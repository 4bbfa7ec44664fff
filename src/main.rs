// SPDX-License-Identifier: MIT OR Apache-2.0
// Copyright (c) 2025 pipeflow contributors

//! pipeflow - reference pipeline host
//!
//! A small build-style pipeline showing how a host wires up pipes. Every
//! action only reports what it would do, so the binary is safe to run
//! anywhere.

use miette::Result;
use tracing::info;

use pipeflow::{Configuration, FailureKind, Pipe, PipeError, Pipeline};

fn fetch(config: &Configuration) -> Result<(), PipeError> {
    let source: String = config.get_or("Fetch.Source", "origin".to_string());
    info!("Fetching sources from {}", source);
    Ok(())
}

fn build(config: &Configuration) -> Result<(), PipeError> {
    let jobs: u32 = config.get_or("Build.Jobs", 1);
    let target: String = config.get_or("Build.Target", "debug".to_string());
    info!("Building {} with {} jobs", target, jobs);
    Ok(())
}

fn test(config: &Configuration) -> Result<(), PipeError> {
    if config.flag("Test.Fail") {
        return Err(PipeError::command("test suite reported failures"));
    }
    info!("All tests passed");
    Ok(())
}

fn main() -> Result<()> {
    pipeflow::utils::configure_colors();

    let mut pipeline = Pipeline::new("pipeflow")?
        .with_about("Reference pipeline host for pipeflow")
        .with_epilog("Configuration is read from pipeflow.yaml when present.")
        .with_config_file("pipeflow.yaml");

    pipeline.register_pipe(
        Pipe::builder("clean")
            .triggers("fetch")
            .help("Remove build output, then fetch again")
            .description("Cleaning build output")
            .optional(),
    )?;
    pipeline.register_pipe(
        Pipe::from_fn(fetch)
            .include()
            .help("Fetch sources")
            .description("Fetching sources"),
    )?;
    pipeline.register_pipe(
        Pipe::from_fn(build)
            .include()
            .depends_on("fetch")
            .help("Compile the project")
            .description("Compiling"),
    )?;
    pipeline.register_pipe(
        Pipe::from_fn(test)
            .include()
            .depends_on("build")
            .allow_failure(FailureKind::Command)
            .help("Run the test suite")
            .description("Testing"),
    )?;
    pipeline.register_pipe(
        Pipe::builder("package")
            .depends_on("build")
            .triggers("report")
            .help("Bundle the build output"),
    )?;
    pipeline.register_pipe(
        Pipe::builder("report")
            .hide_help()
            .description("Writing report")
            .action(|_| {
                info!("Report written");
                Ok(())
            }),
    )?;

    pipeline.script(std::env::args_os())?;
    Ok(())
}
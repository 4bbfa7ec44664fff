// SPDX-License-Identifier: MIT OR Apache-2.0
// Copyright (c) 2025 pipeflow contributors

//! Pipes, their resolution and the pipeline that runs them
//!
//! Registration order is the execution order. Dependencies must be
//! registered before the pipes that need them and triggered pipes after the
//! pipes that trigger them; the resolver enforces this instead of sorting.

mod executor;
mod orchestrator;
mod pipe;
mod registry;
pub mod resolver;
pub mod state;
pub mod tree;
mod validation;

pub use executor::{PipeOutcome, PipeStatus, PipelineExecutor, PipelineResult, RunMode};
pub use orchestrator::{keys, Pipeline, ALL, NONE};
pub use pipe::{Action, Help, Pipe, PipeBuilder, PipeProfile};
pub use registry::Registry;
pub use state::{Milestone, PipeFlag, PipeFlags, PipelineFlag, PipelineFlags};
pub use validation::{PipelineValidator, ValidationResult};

_Goal of the exercise:_ Filter the listing above so that only lines holding the word "yaml" remain, and report those lines.

_Finished exercise:_
        .with_epilog("Configuration is read from pipeflow.yaml when present.")
        .with_config_file("pipeflow.yaml");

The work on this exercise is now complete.